=== Records for processing ===
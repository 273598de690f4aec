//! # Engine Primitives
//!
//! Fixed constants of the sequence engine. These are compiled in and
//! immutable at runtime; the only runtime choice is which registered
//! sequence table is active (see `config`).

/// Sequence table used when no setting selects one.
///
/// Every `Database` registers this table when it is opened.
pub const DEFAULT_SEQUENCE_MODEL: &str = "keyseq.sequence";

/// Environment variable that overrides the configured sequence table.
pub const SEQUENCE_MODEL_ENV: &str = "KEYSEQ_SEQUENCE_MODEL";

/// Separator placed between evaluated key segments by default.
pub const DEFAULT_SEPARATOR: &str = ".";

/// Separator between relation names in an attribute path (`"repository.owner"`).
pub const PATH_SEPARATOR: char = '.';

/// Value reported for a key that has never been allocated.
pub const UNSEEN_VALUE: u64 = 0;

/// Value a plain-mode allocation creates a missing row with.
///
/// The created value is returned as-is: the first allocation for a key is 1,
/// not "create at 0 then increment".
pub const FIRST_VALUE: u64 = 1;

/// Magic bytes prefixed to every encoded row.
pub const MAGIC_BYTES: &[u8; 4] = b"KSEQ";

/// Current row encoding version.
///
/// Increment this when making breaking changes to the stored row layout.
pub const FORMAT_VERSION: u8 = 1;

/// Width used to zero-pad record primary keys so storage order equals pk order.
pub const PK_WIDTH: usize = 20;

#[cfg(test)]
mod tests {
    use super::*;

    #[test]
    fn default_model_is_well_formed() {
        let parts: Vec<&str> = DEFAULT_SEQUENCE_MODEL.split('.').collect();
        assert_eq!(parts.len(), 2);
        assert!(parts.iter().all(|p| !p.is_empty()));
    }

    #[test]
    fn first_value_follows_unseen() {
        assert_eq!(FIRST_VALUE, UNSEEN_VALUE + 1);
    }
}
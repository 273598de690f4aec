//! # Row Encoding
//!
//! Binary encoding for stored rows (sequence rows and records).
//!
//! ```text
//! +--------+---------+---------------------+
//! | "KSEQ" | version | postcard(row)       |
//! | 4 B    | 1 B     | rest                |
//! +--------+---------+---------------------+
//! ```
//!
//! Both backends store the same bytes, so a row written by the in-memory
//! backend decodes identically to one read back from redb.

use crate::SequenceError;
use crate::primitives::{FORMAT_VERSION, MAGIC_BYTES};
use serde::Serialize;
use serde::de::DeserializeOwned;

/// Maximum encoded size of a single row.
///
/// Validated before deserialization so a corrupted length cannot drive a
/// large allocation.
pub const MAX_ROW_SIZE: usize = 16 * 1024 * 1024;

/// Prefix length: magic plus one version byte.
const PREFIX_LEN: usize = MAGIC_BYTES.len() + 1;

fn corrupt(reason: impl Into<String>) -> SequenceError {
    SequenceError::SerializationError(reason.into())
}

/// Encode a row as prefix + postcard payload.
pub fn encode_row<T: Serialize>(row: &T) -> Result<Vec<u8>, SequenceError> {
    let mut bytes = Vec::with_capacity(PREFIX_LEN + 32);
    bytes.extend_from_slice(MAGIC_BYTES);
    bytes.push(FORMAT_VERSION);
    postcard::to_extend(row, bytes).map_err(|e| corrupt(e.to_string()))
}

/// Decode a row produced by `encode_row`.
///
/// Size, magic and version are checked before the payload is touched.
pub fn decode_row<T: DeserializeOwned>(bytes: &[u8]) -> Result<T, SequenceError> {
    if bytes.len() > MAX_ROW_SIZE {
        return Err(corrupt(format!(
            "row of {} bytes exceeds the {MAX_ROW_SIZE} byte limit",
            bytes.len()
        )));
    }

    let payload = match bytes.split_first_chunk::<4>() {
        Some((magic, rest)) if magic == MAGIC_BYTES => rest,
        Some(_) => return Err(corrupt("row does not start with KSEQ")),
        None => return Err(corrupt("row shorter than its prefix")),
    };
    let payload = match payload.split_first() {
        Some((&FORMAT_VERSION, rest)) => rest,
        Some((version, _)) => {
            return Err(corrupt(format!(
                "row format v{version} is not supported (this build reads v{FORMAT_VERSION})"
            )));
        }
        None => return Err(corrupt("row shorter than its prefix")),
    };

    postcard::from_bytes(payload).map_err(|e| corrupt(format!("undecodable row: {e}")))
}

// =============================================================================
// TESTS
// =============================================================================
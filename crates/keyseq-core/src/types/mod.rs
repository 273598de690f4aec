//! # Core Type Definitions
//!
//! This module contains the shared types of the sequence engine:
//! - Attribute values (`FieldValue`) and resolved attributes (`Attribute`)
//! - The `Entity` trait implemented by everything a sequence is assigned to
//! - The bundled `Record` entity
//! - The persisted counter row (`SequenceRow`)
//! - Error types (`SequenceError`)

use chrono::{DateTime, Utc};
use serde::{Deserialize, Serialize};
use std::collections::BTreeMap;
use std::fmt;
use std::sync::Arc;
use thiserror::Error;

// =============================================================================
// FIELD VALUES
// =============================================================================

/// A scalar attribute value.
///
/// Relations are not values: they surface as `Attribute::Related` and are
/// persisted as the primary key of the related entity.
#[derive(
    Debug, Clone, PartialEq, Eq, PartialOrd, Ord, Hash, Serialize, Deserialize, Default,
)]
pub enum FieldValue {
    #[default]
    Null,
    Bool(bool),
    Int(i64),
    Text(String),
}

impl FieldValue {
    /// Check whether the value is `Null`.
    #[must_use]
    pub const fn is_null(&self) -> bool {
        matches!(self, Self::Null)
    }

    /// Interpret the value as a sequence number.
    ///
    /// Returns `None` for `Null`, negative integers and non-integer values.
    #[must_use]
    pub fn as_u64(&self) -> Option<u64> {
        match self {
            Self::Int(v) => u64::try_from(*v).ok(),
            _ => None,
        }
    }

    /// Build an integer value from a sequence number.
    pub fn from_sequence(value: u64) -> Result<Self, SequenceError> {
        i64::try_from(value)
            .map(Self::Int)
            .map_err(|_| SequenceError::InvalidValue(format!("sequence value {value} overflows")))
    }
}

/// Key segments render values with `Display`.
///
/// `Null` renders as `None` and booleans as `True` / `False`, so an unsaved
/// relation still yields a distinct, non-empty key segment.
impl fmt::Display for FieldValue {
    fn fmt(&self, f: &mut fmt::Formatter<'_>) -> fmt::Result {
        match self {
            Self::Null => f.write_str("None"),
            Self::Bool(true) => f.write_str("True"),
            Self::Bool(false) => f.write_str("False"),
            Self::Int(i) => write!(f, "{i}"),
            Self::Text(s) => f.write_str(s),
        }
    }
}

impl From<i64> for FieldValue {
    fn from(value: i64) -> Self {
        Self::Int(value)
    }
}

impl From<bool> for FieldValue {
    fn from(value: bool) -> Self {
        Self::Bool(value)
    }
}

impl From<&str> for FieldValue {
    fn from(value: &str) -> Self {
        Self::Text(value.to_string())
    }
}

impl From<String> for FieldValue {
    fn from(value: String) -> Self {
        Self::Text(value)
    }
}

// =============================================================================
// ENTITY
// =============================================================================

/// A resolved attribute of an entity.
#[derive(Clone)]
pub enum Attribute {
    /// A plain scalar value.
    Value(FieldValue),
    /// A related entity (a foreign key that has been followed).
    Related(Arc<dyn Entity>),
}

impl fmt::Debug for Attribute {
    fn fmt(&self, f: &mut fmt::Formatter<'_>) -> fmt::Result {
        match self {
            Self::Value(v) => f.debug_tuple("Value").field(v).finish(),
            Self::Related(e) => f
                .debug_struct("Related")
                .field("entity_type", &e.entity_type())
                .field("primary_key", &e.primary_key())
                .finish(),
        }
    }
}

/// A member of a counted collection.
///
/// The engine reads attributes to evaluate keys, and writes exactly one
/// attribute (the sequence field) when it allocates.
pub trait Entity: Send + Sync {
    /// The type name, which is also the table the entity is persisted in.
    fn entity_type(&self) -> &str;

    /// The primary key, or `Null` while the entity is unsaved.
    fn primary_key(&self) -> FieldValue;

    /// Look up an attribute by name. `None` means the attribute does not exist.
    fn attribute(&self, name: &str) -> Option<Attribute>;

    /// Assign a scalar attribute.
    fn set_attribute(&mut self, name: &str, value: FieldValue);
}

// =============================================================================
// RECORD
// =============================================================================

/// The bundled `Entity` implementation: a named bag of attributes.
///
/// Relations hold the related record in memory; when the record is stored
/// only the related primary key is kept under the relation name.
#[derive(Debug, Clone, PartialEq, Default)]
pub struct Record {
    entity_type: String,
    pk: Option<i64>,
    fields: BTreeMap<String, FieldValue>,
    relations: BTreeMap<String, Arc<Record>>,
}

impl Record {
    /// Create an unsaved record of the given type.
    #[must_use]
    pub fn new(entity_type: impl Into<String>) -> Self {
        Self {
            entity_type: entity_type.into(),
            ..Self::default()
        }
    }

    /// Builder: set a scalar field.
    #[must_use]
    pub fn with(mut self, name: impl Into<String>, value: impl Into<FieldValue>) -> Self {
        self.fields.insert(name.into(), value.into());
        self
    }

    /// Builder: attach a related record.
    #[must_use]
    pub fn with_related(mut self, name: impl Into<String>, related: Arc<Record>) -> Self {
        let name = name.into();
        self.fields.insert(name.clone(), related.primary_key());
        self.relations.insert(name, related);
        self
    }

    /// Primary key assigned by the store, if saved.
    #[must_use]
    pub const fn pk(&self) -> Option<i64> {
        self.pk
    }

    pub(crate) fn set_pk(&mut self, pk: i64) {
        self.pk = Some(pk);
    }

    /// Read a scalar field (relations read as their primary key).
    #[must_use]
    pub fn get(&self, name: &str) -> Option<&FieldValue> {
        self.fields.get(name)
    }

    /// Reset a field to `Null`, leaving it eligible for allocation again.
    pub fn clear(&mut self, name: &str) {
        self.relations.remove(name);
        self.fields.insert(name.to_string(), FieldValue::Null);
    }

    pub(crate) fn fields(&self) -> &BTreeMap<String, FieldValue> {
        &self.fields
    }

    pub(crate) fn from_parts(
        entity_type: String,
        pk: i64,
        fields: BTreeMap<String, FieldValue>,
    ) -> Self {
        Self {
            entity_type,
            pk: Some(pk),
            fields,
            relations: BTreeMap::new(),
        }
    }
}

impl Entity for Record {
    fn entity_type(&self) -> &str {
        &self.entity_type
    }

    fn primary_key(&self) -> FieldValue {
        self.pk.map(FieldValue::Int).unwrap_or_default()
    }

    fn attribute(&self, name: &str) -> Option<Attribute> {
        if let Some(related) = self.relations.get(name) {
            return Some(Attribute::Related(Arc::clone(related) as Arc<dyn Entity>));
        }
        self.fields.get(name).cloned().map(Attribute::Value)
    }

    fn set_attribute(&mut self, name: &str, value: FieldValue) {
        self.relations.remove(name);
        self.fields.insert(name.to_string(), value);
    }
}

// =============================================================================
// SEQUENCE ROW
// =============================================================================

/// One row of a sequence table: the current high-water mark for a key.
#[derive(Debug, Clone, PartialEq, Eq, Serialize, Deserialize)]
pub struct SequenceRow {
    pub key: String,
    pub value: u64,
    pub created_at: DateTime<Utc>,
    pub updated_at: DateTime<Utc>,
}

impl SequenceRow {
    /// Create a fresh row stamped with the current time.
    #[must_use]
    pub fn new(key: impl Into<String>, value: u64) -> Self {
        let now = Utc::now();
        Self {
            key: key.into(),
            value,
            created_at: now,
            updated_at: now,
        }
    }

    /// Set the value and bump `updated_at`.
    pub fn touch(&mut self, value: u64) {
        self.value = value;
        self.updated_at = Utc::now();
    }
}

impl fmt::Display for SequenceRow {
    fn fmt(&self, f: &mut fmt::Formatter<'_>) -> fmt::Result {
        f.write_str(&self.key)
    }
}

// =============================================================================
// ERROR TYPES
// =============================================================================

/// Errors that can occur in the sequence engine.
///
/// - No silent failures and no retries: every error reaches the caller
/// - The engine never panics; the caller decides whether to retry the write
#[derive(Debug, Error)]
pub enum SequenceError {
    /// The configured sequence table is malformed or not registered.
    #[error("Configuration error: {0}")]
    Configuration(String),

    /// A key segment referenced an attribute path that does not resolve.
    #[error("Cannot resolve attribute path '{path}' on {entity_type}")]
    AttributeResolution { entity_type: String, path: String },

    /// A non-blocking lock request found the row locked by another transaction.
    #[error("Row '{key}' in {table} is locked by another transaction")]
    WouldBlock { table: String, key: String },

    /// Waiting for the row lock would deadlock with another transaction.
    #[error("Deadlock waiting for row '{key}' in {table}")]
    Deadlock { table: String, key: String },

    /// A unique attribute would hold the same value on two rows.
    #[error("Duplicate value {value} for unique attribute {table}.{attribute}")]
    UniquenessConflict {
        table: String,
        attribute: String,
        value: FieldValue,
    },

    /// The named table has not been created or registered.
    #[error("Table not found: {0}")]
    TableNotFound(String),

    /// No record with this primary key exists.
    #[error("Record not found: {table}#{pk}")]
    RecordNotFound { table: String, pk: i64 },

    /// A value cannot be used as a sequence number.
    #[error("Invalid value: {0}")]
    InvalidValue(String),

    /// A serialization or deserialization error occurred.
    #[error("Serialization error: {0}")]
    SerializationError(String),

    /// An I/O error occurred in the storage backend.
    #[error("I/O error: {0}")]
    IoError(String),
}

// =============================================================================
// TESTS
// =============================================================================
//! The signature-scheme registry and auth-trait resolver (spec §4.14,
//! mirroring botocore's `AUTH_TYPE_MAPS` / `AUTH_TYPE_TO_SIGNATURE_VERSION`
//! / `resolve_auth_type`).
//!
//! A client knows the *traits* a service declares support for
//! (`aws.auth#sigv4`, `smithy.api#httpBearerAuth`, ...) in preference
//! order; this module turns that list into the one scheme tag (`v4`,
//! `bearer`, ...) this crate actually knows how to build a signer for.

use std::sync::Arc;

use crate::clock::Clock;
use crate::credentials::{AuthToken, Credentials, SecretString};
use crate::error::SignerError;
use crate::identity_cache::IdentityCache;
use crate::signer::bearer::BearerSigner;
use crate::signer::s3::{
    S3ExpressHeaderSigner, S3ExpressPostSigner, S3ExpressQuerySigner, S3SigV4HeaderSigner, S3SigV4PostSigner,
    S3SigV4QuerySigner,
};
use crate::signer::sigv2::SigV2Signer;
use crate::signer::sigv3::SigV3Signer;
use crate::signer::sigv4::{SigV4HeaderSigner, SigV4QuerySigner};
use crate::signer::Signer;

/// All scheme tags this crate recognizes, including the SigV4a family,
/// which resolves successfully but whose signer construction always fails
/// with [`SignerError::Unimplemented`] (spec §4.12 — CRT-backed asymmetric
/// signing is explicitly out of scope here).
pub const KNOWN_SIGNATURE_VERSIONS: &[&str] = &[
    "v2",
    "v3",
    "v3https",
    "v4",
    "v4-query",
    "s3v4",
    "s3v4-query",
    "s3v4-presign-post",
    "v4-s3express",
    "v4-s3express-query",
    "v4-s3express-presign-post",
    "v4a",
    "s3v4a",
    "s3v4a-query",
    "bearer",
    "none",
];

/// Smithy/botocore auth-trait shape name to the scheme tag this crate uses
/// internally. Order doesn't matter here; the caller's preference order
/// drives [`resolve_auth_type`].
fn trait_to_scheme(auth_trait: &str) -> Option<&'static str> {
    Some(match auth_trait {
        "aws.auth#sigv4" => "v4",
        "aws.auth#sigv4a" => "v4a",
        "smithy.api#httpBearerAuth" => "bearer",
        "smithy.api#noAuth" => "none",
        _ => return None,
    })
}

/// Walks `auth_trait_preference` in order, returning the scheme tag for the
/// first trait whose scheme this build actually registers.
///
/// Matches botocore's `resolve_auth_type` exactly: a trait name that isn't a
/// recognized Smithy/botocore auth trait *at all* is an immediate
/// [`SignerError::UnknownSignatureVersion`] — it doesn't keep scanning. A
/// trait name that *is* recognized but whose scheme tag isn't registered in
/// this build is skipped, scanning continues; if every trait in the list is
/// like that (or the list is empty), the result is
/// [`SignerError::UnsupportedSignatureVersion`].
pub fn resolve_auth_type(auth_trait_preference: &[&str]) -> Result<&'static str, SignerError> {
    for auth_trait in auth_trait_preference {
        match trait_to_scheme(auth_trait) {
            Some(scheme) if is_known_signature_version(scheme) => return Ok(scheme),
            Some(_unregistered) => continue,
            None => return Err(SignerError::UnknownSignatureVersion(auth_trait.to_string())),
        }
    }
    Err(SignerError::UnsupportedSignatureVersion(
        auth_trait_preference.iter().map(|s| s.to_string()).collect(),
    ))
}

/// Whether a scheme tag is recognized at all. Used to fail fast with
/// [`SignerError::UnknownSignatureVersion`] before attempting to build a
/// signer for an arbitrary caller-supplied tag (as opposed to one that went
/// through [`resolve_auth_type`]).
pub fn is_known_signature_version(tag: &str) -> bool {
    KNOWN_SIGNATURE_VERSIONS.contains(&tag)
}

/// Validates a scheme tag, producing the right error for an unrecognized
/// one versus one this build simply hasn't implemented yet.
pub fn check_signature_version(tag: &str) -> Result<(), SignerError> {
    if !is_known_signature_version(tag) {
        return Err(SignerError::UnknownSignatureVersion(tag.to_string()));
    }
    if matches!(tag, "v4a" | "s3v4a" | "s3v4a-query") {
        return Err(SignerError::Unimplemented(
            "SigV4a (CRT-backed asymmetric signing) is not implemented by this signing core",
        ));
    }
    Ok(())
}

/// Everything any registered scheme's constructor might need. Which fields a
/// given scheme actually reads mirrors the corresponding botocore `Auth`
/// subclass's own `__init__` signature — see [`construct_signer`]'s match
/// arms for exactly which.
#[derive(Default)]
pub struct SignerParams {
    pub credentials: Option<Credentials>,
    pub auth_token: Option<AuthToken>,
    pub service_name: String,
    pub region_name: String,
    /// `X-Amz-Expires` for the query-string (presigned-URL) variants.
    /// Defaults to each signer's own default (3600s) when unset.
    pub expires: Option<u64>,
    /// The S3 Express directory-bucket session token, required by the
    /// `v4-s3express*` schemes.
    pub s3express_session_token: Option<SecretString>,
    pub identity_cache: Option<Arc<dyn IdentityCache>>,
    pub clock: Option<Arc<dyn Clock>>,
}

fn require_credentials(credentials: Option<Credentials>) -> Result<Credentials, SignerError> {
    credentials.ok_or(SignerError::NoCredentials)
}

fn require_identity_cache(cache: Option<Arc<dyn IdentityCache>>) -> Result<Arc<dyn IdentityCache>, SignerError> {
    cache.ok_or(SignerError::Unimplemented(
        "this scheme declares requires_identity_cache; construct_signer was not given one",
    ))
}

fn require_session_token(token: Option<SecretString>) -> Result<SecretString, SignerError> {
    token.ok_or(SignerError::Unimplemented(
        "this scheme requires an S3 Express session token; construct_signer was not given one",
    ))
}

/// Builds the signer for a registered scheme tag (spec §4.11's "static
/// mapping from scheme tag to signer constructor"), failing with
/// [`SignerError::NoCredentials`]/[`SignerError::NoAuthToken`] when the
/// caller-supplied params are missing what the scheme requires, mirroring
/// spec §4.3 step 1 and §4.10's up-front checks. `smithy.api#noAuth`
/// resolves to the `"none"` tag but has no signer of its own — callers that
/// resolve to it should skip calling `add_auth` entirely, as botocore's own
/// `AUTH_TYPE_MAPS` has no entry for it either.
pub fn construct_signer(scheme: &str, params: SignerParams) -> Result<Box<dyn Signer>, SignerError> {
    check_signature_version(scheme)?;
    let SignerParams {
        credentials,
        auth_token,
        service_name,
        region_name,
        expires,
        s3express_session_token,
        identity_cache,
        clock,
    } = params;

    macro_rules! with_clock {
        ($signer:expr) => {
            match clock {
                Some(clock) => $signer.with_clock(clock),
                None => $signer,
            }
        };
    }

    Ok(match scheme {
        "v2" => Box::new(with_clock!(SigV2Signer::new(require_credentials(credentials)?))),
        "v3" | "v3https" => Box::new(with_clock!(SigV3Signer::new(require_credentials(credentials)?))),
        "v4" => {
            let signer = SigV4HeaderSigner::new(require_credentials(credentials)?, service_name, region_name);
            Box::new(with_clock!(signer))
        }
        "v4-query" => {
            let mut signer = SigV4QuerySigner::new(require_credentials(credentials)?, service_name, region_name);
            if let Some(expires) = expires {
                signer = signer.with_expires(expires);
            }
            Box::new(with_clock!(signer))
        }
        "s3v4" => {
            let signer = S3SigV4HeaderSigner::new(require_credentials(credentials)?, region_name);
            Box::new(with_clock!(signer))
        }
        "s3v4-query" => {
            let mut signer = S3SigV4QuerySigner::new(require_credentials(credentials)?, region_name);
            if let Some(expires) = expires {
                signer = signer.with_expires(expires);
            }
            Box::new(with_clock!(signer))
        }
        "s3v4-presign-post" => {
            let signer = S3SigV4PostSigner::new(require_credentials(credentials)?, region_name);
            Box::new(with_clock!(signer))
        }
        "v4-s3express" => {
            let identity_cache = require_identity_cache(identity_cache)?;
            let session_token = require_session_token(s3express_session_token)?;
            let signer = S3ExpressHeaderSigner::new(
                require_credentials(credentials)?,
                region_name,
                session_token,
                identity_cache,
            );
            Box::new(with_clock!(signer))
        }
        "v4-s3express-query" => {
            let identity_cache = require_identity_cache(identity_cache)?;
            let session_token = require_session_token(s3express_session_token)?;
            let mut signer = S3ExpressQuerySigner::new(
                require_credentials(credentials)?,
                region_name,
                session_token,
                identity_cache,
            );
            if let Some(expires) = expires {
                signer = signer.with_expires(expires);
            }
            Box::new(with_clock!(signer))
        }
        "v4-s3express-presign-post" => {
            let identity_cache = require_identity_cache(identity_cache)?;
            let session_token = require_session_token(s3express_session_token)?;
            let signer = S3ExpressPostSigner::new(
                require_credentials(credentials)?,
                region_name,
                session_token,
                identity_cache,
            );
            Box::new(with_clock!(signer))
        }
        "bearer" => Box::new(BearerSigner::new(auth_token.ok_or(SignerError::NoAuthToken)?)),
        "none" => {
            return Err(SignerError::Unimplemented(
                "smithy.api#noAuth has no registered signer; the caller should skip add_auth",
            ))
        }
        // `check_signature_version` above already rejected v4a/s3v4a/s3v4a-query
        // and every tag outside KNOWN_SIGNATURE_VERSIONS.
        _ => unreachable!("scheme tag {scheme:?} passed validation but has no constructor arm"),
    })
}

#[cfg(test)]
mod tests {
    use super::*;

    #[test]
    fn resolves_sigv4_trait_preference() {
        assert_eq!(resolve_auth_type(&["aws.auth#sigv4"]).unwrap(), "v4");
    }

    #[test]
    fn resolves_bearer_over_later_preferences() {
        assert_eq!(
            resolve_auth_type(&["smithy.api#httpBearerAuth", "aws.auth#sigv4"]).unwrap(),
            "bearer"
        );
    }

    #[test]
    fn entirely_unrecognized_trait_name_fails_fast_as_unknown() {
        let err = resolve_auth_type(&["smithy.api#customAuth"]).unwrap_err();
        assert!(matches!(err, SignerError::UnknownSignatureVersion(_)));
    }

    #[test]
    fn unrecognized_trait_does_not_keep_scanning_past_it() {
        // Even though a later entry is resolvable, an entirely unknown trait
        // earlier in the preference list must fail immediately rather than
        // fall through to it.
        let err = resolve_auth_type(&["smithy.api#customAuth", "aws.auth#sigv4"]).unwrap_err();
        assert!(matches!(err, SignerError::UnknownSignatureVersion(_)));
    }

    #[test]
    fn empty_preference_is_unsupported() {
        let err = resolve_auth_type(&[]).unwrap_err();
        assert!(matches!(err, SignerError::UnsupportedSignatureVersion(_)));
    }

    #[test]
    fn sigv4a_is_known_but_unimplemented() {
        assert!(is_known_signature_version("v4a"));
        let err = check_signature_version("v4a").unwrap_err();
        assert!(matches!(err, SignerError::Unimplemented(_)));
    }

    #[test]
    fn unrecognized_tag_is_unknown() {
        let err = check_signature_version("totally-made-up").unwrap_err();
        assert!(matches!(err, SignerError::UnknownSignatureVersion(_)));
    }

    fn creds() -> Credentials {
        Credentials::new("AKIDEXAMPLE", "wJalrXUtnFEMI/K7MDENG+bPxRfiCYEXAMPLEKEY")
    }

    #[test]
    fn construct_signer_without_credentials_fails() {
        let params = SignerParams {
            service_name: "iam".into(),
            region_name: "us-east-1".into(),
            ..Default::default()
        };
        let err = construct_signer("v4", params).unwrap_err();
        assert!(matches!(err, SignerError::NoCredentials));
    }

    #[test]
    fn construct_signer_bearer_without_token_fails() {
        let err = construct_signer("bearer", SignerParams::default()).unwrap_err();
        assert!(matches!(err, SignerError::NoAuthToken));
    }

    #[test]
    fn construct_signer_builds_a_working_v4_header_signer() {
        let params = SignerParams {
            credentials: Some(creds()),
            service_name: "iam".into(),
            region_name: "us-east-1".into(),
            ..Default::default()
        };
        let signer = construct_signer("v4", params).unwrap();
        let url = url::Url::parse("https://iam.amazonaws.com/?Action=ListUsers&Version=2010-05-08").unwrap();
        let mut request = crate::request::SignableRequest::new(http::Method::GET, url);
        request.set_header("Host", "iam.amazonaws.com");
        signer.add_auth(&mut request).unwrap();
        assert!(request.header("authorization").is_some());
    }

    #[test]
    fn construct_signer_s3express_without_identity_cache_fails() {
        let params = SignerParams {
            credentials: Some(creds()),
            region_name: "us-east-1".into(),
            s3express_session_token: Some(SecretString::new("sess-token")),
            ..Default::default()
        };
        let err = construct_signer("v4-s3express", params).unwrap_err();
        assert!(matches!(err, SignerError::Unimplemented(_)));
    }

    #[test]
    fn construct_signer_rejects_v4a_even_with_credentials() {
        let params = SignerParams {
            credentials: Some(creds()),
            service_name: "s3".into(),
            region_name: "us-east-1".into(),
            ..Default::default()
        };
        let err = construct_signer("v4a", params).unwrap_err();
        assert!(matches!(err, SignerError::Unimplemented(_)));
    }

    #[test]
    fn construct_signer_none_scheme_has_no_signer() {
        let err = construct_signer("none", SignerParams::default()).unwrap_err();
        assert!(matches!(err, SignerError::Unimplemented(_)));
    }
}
===
## Task description
Your reply should hold only the lines from the first line of the records through the one with "stored row layout.", reproduced word for word.

## Task solution
repository 273598de690f4aec
//! # Engine Primitives
//!
//! Fixed constants of the sequence engine. These are compiled in and
//! immutable at runtime; the only runtime choice is which registered
//! sequence table is active (see `config`).

/// Sequence table used when no setting selects one.
///
/// Every `Database` registers this table when it is opened.
pub const DEFAULT_SEQUENCE_MODEL: &str = "keyseq.sequence";

/// Environment variable that overrides the configured sequence table.
pub const SEQUENCE_MODEL_ENV: &str = "KEYSEQ_SEQUENCE_MODEL";

/// Separator placed between evaluated key segments by default.
pub const DEFAULT_SEPARATOR: &str = ".";

/// Separator between relation names in an attribute path (`"repository.owner"`).
pub const PATH_SEPARATOR: char = '.';

/// Value reported for a key that has never been allocated.
pub const UNSEEN_VALUE: u64 = 0;

/// Value a plain-mode allocation creates a missing row with.
///
/// The created value is returned as-is: the first allocation for a key is 1,
/// not "create at 0 then increment".
pub const FIRST_VALUE: u64 = 1;

/// Magic bytes prefixed to every encoded row.
pub const MAGIC_BYTES: &[u8; 4] = b"KSEQ";

/// Current row encoding version.
///
/// Increment this when making breaking changes to the stored row layout.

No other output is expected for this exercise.